Cair-azy? Egypt's plans for a new capital
Photo: SOM (World Architecture News)
The project was unveiled this month at Sharm el-Sheikh. The resort has always been popular with both property investors and holidaymakers, but the country's economy has been far from appealing in recent months. In response, the country has announced plans for what is arguably Egypt's most ambitious piece of construction since the pyramids.
The privately-funded development would be home to shops, tourist destinations, schools, industrial zones - and, of course, a lot of housing.

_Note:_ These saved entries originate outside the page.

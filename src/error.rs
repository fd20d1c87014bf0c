//! Error types for the sheetview library.

use std::io;
use thiserror::Error;

/// Result type alias for sheetview operations.
pub type Result<T> = std::result::Result<T, Error>;

/// Errors that can occur while reading or rendering a workbook.
#[derive(Error, Debug)]
pub enum Error {
    /// I/O error while reading the uploaded file.
    #[error("I/O error: {0}")]
    Io(#[from] io::Error),

    /// The file is not a recognizable workbook.
    #[error("Unknown file format")]
    UnknownFormat,

    /// The file format is recognized but not supported.
    #[error("Unsupported format: {0}")]
    UnsupportedFormat(String),

    /// Error reading ZIP archive.
    #[error("ZIP archive error: {0}")]
    ZipArchive(String),

    /// Error parsing XML content.
    #[error("XML parse error: {0}")]
    XmlParse(String),

    /// Malformed BIFF record stream in a legacy workbook.
    #[error("BIFF parse error: {0}")]
    Biff(String),

    /// Invalid or malformed data in the workbook.
    #[error("Invalid data: {0}")]
    InvalidData(String),

    /// A required workbook part is missing.
    #[error("Missing component: {0}")]
    MissingComponent(String),

    /// Error during text encoding conversion.
    #[error("Encoding error: {0}")]
    Encoding(String),

    /// The workbook is password protected.
    #[error("Workbook is encrypted")]
    Encrypted,

    /// A viewer operation was issued in a state that does not allow it.
    #[error("Invalid viewer state: {0}")]
    InvalidState(String),
}

impl From<zip::result::ZipError> for Error {
    fn from(err: zip::result::ZipError) -> Self {
        Error::ZipArchive(err.to_string())
    }
}

impl From<quick_xml::Error> for Error {
    fn from(err: quick_xml::Error) -> Self {
        Error::XmlParse(err.to_string())
    }
}

impl From<serde_json::Error> for Error {
    fn from(err: serde_json::Error) -> Self {
        Error::InvalidData(format!("JSON serialization error: {}", err))
    }
}
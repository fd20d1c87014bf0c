//! JSON renderer implementation.

use crate::error::Result;
use crate::model::ParseResult;

/// JSON output format options.
#[derive(Debug, Clone, Copy, Default, PartialEq, Eq)]
pub enum JsonFormat {
    /// Compact single-line JSON
    Compact,
    /// Pretty-printed with 2-space indentation
    #[default]
    Pretty,
}

/// Convert a parse result to JSON.
///
/// Rows serialize as objects whose keys keep column order; date cells become
/// ISO 8601 strings.
pub fn to_json(result: &ParseResult, format: JsonFormat) -> Result<String> {
    let json = match format {
        JsonFormat::Compact => serde_json::to_string(result)?,
        JsonFormat::Pretty => serde_json::to_string_pretty(result)?,
    };
    Ok(json)
}

#[cfg(test)]
mod tests {
    use super::*;
    use crate::model::{CellValue, Record};

    fn result() -> ParseResult {
        let mut row = Record::new();
        row.insert("Campaign", CellValue::String("Spring".into()));
        row.insert("Start", CellValue::DateTime(44197.0));
        row.insert("Active", CellValue::Bool(true));
        ParseResult::from_records("Sheet1", vec![row])
    }

    #[test]
    fn test_to_json_compact() {
        let json = to_json(&result(), JsonFormat::Compact).unwrap();
        assert_eq!(
            json,
            r#"{"sheet_name":"Sheet1","headers":["Campaign","Start","Active"],"rows":[{"Campaign":"Spring","Start":"2021-01-01","Active":true}]}"#
        );
    }

    #[test]
    fn test_to_json_pretty() {
        let json = to_json(&result(), JsonFormat::Pretty).unwrap();
        assert!(json.contains('\n'));
        assert!(json.contains("\"sheet_name\": \"Sheet1\""));
    }
}
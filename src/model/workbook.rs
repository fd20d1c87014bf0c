//! Workbook-level model structures.

use super::Sheet;
use crate::detect::FormatType;
use serde::{Deserialize, Serialize};

/// Workbook metadata extracted from docProps/core.xml.
#[derive(Debug, Clone, Default, Serialize, Deserialize)]
pub struct Metadata {
    /// Document title
    #[serde(skip_serializing_if = "Option::is_none")]
    pub title: Option<String>,

    /// Document author/creator
    #[serde(skip_serializing_if = "Option::is_none")]
    pub author: Option<String>,

    /// Document subject
    #[serde(skip_serializing_if = "Option::is_none")]
    pub subject: Option<String>,

    /// Keywords/tags
    #[serde(skip_serializing_if = "Vec::is_empty", default)]
    pub keywords: Vec<String>,

    /// Creation date (ISO 8601)
    #[serde(skip_serializing_if = "Option::is_none")]
    pub created: Option<String>,

    /// Last modification date (ISO 8601)
    #[serde(skip_serializing_if = "Option::is_none")]
    pub modified: Option<String>,
}

/// A parsed workbook. Only the first sheet's cells are loaded.
#[derive(Debug, Clone)]
pub struct Workbook {
    /// Detected container format
    pub format: FormatType,

    /// Core properties (OOXML only)
    pub metadata: Metadata,

    /// All sheet names in workbook order
    pub sheet_names: Vec<String>,

    /// The first sheet, with cells
    pub first_sheet: Sheet,
}

impl Workbook {
    /// Number of sheets listed in the workbook.
    pub fn sheet_count(&self) -> usize {
        self.sheet_names.len()
    }
}
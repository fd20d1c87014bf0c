//! XLSX shared strings parsing.

use crate::error::{Error, Result};

/// Shared strings table.
#[derive(Debug, Clone, Default)]
pub struct SharedStrings {
    /// All strings in order
    strings: Vec<String>,
}

impl SharedStrings {
    /// Parse shared strings from XML content.
    ///
    /// Rich text runs are concatenated; phonetic (`rPh`) runs are skipped.
    pub fn parse(xml: &str) -> Result<Self> {
        let mut strings = Vec::new();
        let mut reader = quick_xml::Reader::from_str(xml);
        reader.config_mut().trim_text(false);

        let mut buf = Vec::new();
        let mut in_si = false;
        let mut in_t = false;
        let mut in_phonetic = false;
        let mut current_text = String::new();

        loop {
            match reader.read_event_into(&mut buf) {
                Ok(quick_xml::events::Event::Start(e)) => match e.name().as_ref() {
                    b"si" => {
                        in_si = true;
                        current_text.clear();
                    }
                    b"rPh" => in_phonetic = true,
                    b"t" if in_si && !in_phonetic => in_t = true,
                    _ => {}
                },
                Ok(quick_xml::events::Event::Empty(e)) => {
                    // <si/> is a valid empty string entry
                    if e.name().as_ref() == b"si" {
                        strings.push(String::new());
                    }
                }
                Ok(quick_xml::events::Event::Text(e)) => {
                    if in_t {
                        let text = e.unescape().map_err(|e| Error::XmlParse(e.to_string()))?;
                        current_text.push_str(&text);
                    }
                }
                Ok(quick_xml::events::Event::CData(e)) => {
                    if in_t {
                        current_text.push_str(&String::from_utf8_lossy(&e));
                    }
                }
                Ok(quick_xml::events::Event::End(e)) => match e.name().as_ref() {
                    b"si" => {
                        strings.push(std::mem::take(&mut current_text));
                        in_si = false;
                    }
                    b"rPh" => in_phonetic = false,
                    b"t" => in_t = false,
                    _ => {}
                },
                Ok(quick_xml::events::Event::Eof) => break,
                Err(e) => return Err(Error::XmlParse(e.to_string())),
                _ => {}
            }
            buf.clear();
        }

        Ok(Self { strings })
    }

    /// Get a string by index.
    pub fn get(&self, index: usize) -> Option<&str> {
        self.strings.get(index).map(|s| s.as_str())
    }

    /// Get the count of shared strings.
    pub fn len(&self) -> usize {
        self.strings.len()
    }

    /// Check if empty.
    pub fn is_empty(&self) -> bool {
        self.strings.is_empty()
    }
}
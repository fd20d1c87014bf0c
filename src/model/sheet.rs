//! Worksheet grid model.

use super::CellValue;
use std::collections::BTreeMap;

/// Number of rows in a worksheet.
pub const MAX_ROWS: u32 = 1_048_576;

/// Number of columns in a worksheet.
pub const MAX_COLS: u32 = 16_384;

/// Inclusive bounds of the occupied cells of a sheet (0-based).
#[derive(Debug, Clone, Copy, PartialEq, Eq)]
pub struct CellRange {
    pub first_row: u32,
    pub last_row: u32,
    pub first_col: u32,
    pub last_col: u32,
}

impl CellRange {
    /// Number of rows covered by the range.
    pub fn height(&self) -> u32 {
        self.last_row - self.first_row + 1
    }

    /// Number of columns covered by the range.
    pub fn width(&self) -> u32 {
        self.last_col - self.first_col + 1
    }

    /// A1-style reference such as `A1:C3`.
    pub fn to_a1(&self) -> String {
        format!(
            "{}{}:{}{}",
            column_name(self.first_col),
            self.first_row + 1,
            column_name(self.last_col),
            self.last_row + 1
        )
    }
}

/// A single worksheet: a sparse grid of non-empty cells.
#[derive(Debug, Clone, Default)]
pub struct Sheet {
    /// Sheet name as listed in the workbook
    pub name: String,

    /// Cells keyed by (row, column)
    cells: BTreeMap<(u32, u32), CellValue>,
}

impl Sheet {
    /// Create an empty sheet.
    pub fn new(name: impl Into<String>) -> Self {
        Self {
            name: name.into(),
            cells: BTreeMap::new(),
        }
    }

    /// Set a cell value, replacing any previous value.
    pub fn set(&mut self, row: u32, col: u32, value: CellValue) {
        self.cells.insert((row, col), value);
    }

    /// Get a cell value.
    pub fn get(&self, row: u32, col: u32) -> Option<&CellValue> {
        self.cells.get(&(row, col))
    }

    /// Iterate over the cells of one row as (column, value), left to right.
    pub fn row(&self, row: u32) -> impl Iterator<Item = (u32, &CellValue)> {
        self.cells
            .range((row, 0)..=(row, u32::MAX))
            .map(|((_, col), value)| (*col, value))
    }

    /// Number of non-empty cells.
    pub fn cell_count(&self) -> usize {
        self.cells.len()
    }

    /// Check whether the sheet has no cells.
    pub fn is_empty(&self) -> bool {
        self.cells.is_empty()
    }

    /// Compute the used range from the occupied cells.
    pub fn range(&self) -> Option<CellRange> {
        let first_row = self.cells.keys().next()?.0;
        let last_row = self.cells.keys().next_back()?.0;
        let first_col = self.cells.keys().map(|(_, c)| *c).min()?;
        let last_col = self.cells.keys().map(|(_, c)| *c).max()?;
        Some(CellRange {
            first_row,
            last_row,
            first_col,
            last_col,
        })
    }
}

/// Convert a 0-based column index to its letter name (0 → `A`, 26 → `AA`).
pub fn column_name(col: u32) -> String {
    let mut n = col + 1;
    let mut name = Vec::new();
    while n > 0 {
        let rem = ((n - 1) % 26) as u8;
        name.push(b'A' + rem);
        n = (n - 1) / 26;
    }
    name.reverse();
    String::from_utf8_lossy(&name).into_owned()
}

/// Parse an A1-style cell reference into 0-based (row, column).
///
/// Absolute markers (`$B$3`) are accepted. Returns `None` for malformed
/// references and for cells beyond `XFD1048576`.
pub fn parse_cell_ref(reference: &str) -> Option<(u32, u32)> {
    let reference = reference.trim();
    let mut col: u32 = 0;
    let mut row: u32 = 0;
    let mut seen_letter = false;
    let mut seen_digit = false;

    for c in reference.chars() {
        match c {
            '$' => {}
            'A'..='Z' | 'a'..='z' if !seen_digit => {
                seen_letter = true;
                let v = c.to_ascii_uppercase() as u32 - 'A' as u32 + 1;
                col = col.checked_mul(26)?.checked_add(v)?;
            }
            '0'..='9' if seen_letter => {
                seen_digit = true;
                row = row.checked_mul(10)?.checked_add(c as u32 - '0' as u32)?;
            }
            _ => return None,
        }
    }

    if !seen_letter || !seen_digit || row == 0 || row > MAX_ROWS || col > MAX_COLS {
        return None;
    }
    Some((row - 1, col - 1))
}
//! Rendering options configuration.

/// Default page heading.
pub const DEFAULT_TITLE: &str = "Excel File Viewer";

/// Default page subheading.
pub const DEFAULT_DESCRIPTION: &str = "Upload your Excel file to view its contents";

/// Options for rendering the viewer and its data.
#[derive(Debug, Clone)]
pub struct RenderOptions {
    /// Heading of the upload card
    pub title: String,

    /// Text under the heading
    pub description: String,

    /// Render a full HTML document (false renders only the data table card)
    pub include_page: bool,

    /// Render pending toasts into the page
    pub include_toasts: bool,

    /// Escape special Markdown characters in cell text
    pub escape_special_chars: bool,
}

impl Default for RenderOptions {
    fn default() -> Self {
        Self {
            title: DEFAULT_TITLE.to_string(),
            description: DEFAULT_DESCRIPTION.to_string(),
            include_page: true,
            include_toasts: true,
            escape_special_chars: true,
        }
    }
}

impl RenderOptions {
    /// Create new render options.
    pub fn new() -> Self {
        Self::default()
    }

    /// Set the page heading.
    pub fn with_title(mut self, title: impl Into<String>) -> Self {
        self.title = title.into();
        self
    }

    /// Set the text under the heading.
    pub fn with_description(mut self, description: impl Into<String>) -> Self {
        self.description = description.into();
        self
    }

    /// Render only the data table card instead of a full page.
    pub fn fragment(mut self) -> Self {
        self.include_page = false;
        self
    }

    /// Include or omit toasts.
    pub fn with_toasts(mut self, include: bool) -> Self {
        self.include_toasts = include;
        self
    }

    /// Enable or disable Markdown escaping.
    pub fn with_escaping(mut self, escape: bool) -> Self {
        self.escape_special_chars = escape;
        self
    }
}
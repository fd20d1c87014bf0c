//! Workbook format detection.

use crate::container::decode_xml_bytes;
use crate::error::{Error, Result};
use std::fs::File;
use std::io::{BufReader, Cursor, Read, Seek};
use std::path::Path;

/// ZIP file magic bytes: PK\x03\x04
const ZIP_MAGIC: [u8; 4] = [0x50, 0x4B, 0x03, 0x04];

/// Compound File Binary (OLE2) magic bytes.
const CFB_MAGIC: [u8; 8] = [0xD0, 0xCF, 0x11, 0xE0, 0xA1, 0xB1, 0x1A, 0xE1];

/// Content type for the XLSX workbook part.
const XLSX_CONTENT_TYPE: &str =
    "application/vnd.openxmlformats-officedocument.spreadsheetml.sheet.main+xml";

/// Content type for the macro-enabled (XLSM) workbook part.
const XLSM_CONTENT_TYPE: &str = "application/vnd.ms-excel.sheet.macroEnabled.main+xml";

/// Content types of other OOXML documents, reported as unsupported.
const OTHER_OOXML_TYPES: &[(&str, &str)] = &[
    (
        "application/vnd.openxmlformats-officedocument.wordprocessingml.document.main+xml",
        "Word Document",
    ),
    (
        "application/vnd.openxmlformats-officedocument.presentationml.presentation.main+xml",
        "PowerPoint Presentation",
    ),
];

/// File extensions offered by the file picker.
pub const ACCEPTED_EXTENSIONS: &[&str] = &[".xlsx", ".xls"];

/// Detected workbook format.
#[derive(Debug, Clone, Copy, PartialEq, Eq, serde::Serialize)]
pub enum FormatType {
    /// Office Open XML workbook (.xlsx)
    Xlsx,
    /// Legacy BIFF8 workbook (.xls)
    Xls,
}

impl FormatType {
    /// Returns the file extension for this format.
    pub fn extension(&self) -> &'static str {
        match self {
            FormatType::Xlsx => "xlsx",
            FormatType::Xls => "xls",
        }
    }

    /// Returns a human-readable name for this format.
    pub fn name(&self) -> &'static str {
        match self {
            FormatType::Xlsx => "Excel Workbook",
            FormatType::Xls => "Excel 97-2003 Workbook",
        }
    }
}

impl std::fmt::Display for FormatType {
    fn fmt(&self, f: &mut std::fmt::Formatter<'_>) -> std::fmt::Result {
        write!(f, "{}", self.name())
    }
}

/// The `accept` attribute value for the upload input (`.xlsx,.xls`).
pub fn accept_attribute() -> String {
    ACCEPTED_EXTENSIONS.join(",")
}

/// Check whether a file name carries one of the accepted extensions.
///
/// The picker filter is advisory; detection still decides by content.
pub fn has_accepted_extension(path: impl AsRef<Path>) -> bool {
    path.as_ref()
        .extension()
        .and_then(|e| e.to_str())
        .map(|ext| {
            let ext = format!(".{}", ext.to_ascii_lowercase());
            ACCEPTED_EXTENSIONS.contains(&ext.as_str())
        })
        .unwrap_or(false)
}

/// Detect the format type from a file path.
///
/// # Example
///
/// ```no_run
/// use sheetview::detect::detect_format_from_path;
///
/// let format = detect_format_from_path("report.xlsx")?;
/// println!("Detected format: {}", format);
/// # Ok::<(), sheetview::Error>(())
/// ```
pub fn detect_format_from_path(path: impl AsRef<Path>) -> Result<FormatType> {
    let file = File::open(path.as_ref())?;
    let mut reader = BufReader::new(file);
    let mut data = Vec::new();
    reader.read_to_end(&mut data)?;
    detect_format_from_bytes(&data)
}

/// Detect the format type from a byte slice.
pub fn detect_format_from_bytes(data: &[u8]) -> Result<FormatType> {
    if is_zip_file(data) {
        let format = detect_ooxml(Cursor::new(data))?;
        log::debug!("detected {} from ZIP content types", format.name());
        return Ok(format);
    }

    if is_cfb_file(data) {
        let format = detect_cfb(Cursor::new(data))?;
        log::debug!("detected {} from CFB directory", format.name());
        return Ok(format);
    }

    Err(Error::UnknownFormat)
}

/// Inspect an OOXML package's `[Content_Types].xml`.
fn detect_ooxml<R: Read + Seek>(reader: R) -> Result<FormatType> {
    let mut archive = zip::ZipArchive::new(reader)?;

    let content_types = match archive.by_name("[Content_Types].xml") {
        Ok(mut file) => {
            let mut bytes = Vec::new();
            file.read_to_end(&mut bytes)?;
            Some(decode_xml_bytes(&bytes)?)
        }
        Err(_) => None,
    };
    let Some(content_types) = content_types else {
        return detect_by_folder_structure(&mut archive);
    };

    if content_types.contains(XLSX_CONTENT_TYPE) || content_types.contains(XLSM_CONTENT_TYPE) {
        return Ok(FormatType::Xlsx);
    }

    for (content_type, name) in OTHER_OOXML_TYPES {
        if content_types.contains(content_type) {
            return Err(Error::UnsupportedFormat(name.to_string()));
        }
    }

    detect_by_folder_structure(&mut archive)
}

/// Fallback detection by checking folder structure.
fn detect_by_folder_structure<R: Read + Seek>(
    archive: &mut zip::ZipArchive<R>,
) -> Result<FormatType> {
    let names: Vec<String> = archive.file_names().map(String::from).collect();

    if names.iter().any(|n| n.starts_with("xl/")) {
        Ok(FormatType::Xlsx)
    } else if names.iter().any(|n| n.starts_with("word/")) {
        Err(Error::UnsupportedFormat("Word Document".to_string()))
    } else if names.iter().any(|n| n.starts_with("ppt/")) {
        Err(Error::UnsupportedFormat("PowerPoint Presentation".to_string()))
    } else {
        Err(Error::UnknownFormat)
    }
}

/// Inspect a compound file's root streams.
fn detect_cfb<R: Read + Seek>(reader: R) -> Result<FormatType> {
    let cfb = cfb::CompoundFile::open(reader)
        .map_err(|e| Error::InvalidData(format!("compound file: {}", e)))?;

    // Password-protected OOXML is wrapped in a compound file
    if cfb.exists("/EncryptionInfo") || cfb.exists("/EncryptedPackage") {
        return Err(Error::Encrypted);
    }
    if cfb.exists("/Workbook") || cfb.exists("/Book") {
        return Ok(FormatType::Xls);
    }
    if cfb.exists("/WordDocument") {
        return Err(Error::UnsupportedFormat(
            "Word 97-2003 Document".to_string(),
        ));
    }
    if cfb.exists("/PowerPoint Document") {
        return Err(Error::UnsupportedFormat(
            "PowerPoint 97-2003 Presentation".to_string(),
        ));
    }

    Err(Error::UnknownFormat)
}

/// Check if data starts with ZIP magic bytes.
pub fn is_zip_file(data: &[u8]) -> bool {
    data.len() >= 4 && data[..4] == ZIP_MAGIC
}

/// Check if data starts with the compound file signature.
pub fn is_cfb_file(data: &[u8]) -> bool {
    data.len() >= 8 && data[..8] == CFB_MAGIC
}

Egyptian Minister of Housing Mostafa Madbouly said the new national capital, which will be located between the current capital and the Suez Canal, aims to accommodation 5 million residents across total of 270 square miles of land, helping to ease congestion in Cairo.
The United Arab Emirates, Kuwait, and Saudi Arabia have all pledged $4 billion each to back the project, reports ArchDaily, while work will be led by Capital City Parters and the man behind Dubai's Burj Khalifa, Mohamed Alabbar.
"Egypt has more wonders than any other country in the world, and provides more works that defy description," Madbouly told onlookers at the conference. "This is why it is necessary for us as Egyptians to enrich this picture – and to add to it something that our grandchildren will be able to say enhances Egypt’s characteristics."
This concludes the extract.